----- PROVIDED INFORMATION

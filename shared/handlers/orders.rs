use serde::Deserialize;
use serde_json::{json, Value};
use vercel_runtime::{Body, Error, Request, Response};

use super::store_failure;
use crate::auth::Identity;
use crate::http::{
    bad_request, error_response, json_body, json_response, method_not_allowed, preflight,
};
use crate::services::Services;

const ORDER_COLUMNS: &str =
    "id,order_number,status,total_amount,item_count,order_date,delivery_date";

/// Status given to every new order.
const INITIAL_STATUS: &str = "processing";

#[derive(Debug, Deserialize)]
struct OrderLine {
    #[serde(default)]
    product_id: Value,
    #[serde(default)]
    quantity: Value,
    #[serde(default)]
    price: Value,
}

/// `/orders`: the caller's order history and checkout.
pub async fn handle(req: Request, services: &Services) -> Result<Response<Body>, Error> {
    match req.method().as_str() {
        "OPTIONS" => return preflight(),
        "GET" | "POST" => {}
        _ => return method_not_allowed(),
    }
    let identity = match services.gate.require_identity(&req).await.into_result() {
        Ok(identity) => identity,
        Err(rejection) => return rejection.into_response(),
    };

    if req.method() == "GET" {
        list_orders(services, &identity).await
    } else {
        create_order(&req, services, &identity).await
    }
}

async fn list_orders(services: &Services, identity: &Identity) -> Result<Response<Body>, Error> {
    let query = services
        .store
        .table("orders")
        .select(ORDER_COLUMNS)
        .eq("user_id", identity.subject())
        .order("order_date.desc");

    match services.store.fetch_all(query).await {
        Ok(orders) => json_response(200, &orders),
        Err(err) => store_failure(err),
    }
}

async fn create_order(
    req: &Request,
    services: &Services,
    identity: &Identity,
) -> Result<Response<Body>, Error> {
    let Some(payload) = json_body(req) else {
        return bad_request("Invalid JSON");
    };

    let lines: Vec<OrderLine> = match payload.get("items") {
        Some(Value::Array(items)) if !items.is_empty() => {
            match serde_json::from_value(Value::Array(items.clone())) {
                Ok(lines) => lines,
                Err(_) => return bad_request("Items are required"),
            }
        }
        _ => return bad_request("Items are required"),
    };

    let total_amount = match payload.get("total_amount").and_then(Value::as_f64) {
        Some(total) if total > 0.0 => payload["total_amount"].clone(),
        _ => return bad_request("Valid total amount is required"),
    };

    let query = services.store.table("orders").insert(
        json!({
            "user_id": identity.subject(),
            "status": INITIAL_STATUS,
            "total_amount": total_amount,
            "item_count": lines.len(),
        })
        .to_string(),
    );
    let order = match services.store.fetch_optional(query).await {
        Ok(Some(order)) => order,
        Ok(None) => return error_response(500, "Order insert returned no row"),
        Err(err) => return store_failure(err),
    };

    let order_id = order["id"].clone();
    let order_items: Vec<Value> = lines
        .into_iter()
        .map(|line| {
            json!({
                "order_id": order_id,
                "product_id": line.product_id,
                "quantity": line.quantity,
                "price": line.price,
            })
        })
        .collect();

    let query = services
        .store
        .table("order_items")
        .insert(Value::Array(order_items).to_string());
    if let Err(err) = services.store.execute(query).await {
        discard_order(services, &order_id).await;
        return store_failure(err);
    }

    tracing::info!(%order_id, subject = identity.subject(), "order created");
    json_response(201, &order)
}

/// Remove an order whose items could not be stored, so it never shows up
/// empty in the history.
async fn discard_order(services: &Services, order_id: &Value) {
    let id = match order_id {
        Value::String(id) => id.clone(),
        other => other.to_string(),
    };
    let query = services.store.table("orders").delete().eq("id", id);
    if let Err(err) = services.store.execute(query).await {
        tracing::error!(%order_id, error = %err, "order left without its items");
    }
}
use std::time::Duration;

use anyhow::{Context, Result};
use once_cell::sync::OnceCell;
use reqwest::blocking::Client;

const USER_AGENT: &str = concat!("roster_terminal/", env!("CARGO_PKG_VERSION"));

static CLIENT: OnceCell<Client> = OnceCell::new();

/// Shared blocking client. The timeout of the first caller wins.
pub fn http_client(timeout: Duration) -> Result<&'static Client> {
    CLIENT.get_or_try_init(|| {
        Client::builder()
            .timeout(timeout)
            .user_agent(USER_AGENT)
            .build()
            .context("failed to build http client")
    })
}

----------

YOUR ASSIGNMENT -> In the answer, every line above should be retyped exactly.

ANSWER TO THIS PROBLEM ->
filename shared/handlers/orders.rs
use serde::Deserialize;
use serde_json::{json, Value};
use vercel_runtime::{Body, Error, Request, Response};

use super::store_failure;
use crate::auth::Identity;
use crate::http::{
    bad_request, error_response, json_body, json_response, method_not_allowed, preflight,
};
use crate::services::Services;

const ORDER_COLUMNS: &str =
    "id,order_number,status,total_amount,item_count,order_date,delivery_date";

/// Status given to every new order.
const INITIAL_STATUS: &str = "processing";

#[derive(Debug, Deserialize)]
struct OrderLine {
    #[serde(default)]
    product_id: Value,
    #[serde(default)]
    quantity: Value,
    #[serde(default)]
    price: Value,
}

/// `/orders`: the caller's order history and checkout.
pub async fn handle(req: Request, services: &Services) -> Result<Response<Body>, Error> {
    match req.method().as_str() {
        "OPTIONS" => return preflight(),
        "GET" | "POST" => {}
        _ => return method_not_allowed(),
    }
    let identity = match services.gate.require_identity(&req).await.into_result() {
        Ok(identity) => identity,
        Err(rejection) => return rejection.into_response(),
    };

    if req.method() == "GET" {
        list_orders(services, &identity).await
    } else {
        create_order(&req, services, &identity).await
    }
}

async fn list_orders(services: &Services, identity: &Identity) -> Result<Response<Body>, Error> {
    let query = services
        .store
        .table("orders")
        .select(ORDER_COLUMNS)
        .eq("user_id", identity.subject())
        .order("order_date.desc");

    match services.store.fetch_all(query).await {
        Ok(orders) => json_response(200, &orders),
        Err(err) => store_failure(err),
    }
}

async fn create_order(
    req: &Request,
    services: &Services,
    identity: &Identity,
) -> Result<Response<Body>, Error> {
    let Some(payload) = json_body(req) else {
        return bad_request("Invalid JSON");
    };

    let lines: Vec<OrderLine> = match payload.get("items") {
        Some(Value::Array(items)) if !items.is_empty() => {
            match serde_json::from_value(Value::Array(items.clone())) {
                Ok(lines) => lines,
                Err(_) => return bad_request("Items are required"),
            }
        }
        _ => return bad_request("Items are required"),
    };

    let total_amount = match payload.get("total_amount").and_then(Value::as_f64) {
        Some(total) if total > 0.0 => payload["total_amount"].clone(),
        _ => return bad_request("Valid total amount is required"),
    };

    let query = services.store.table("orders").insert(
        json!({
            "user_id": identity.subject(),
            "status": INITIAL_STATUS,
            "total_amount": total_amount,
            "item_count": lines.len(),
        })
        .to_string(),
    );
    let order = match services.store.fetch_optional(query).await {
        Ok(Some(order)) => order,
        Ok(None) => return error_response(500, "Order insert returned no row"),
        Err(err) => return store_failure(err),
    };

    let order_id = order["id"].clone();
    let order_items: Vec<Value> = lines
        .into_iter()
        .map(|line| {
            json!({
                "order_id": order_id,
                "product_id": line.product_id,
                "quantity": line.quantity,
                "price": line.price,
            })
        })
        .collect();

    let query = services
        .store
        .table("order_items")
        .insert(Value::Array(order_items).to_string());
    if let Err(err) = services.store.execute(query).await {
        discard_order(services, &order_id).await;
        return store_failure(err);
    }

    tracing::info!(%order_id, subject = identity.subject(), "order created");
    json_response(201, &order)
}

/// Remove an order whose items could not be stored, so it never shows up
/// empty in the history.
async fn discard_order(services: &Services, order_id: &Value) {
    let id = match order_id {
        Value::String(id) => id.clone(),
        other => other.to_string(),
    };
    let query = services.store.table("orders").delete().eq("id", id);
    if let Err(err) = services.store.execute(query).await {
        tracing::error!(%order_id, error = %err, "order left without its items");
    }
}
use std::time::Duration;

use anyhow::{Context, Result};
use once_cell::sync::OnceCell;
use reqwest::blocking::Client;

const USER_AGENT: &str = concat!("roster_terminal/", env!("CARGO_PKG_VERSION"));

static CLIENT: OnceCell<Client> = OnceCell::new();

/// Shared blocking client. The timeout of the first caller wins.
pub fn http_client(timeout: Duration) -> Result<&'static Client> {
    CLIENT.get_or_try_init(|| {
        Client::builder()
            .timeout(timeout)
            .user_agent(USER_AGENT)
            .build()
            .context("failed to build http client")
    })
}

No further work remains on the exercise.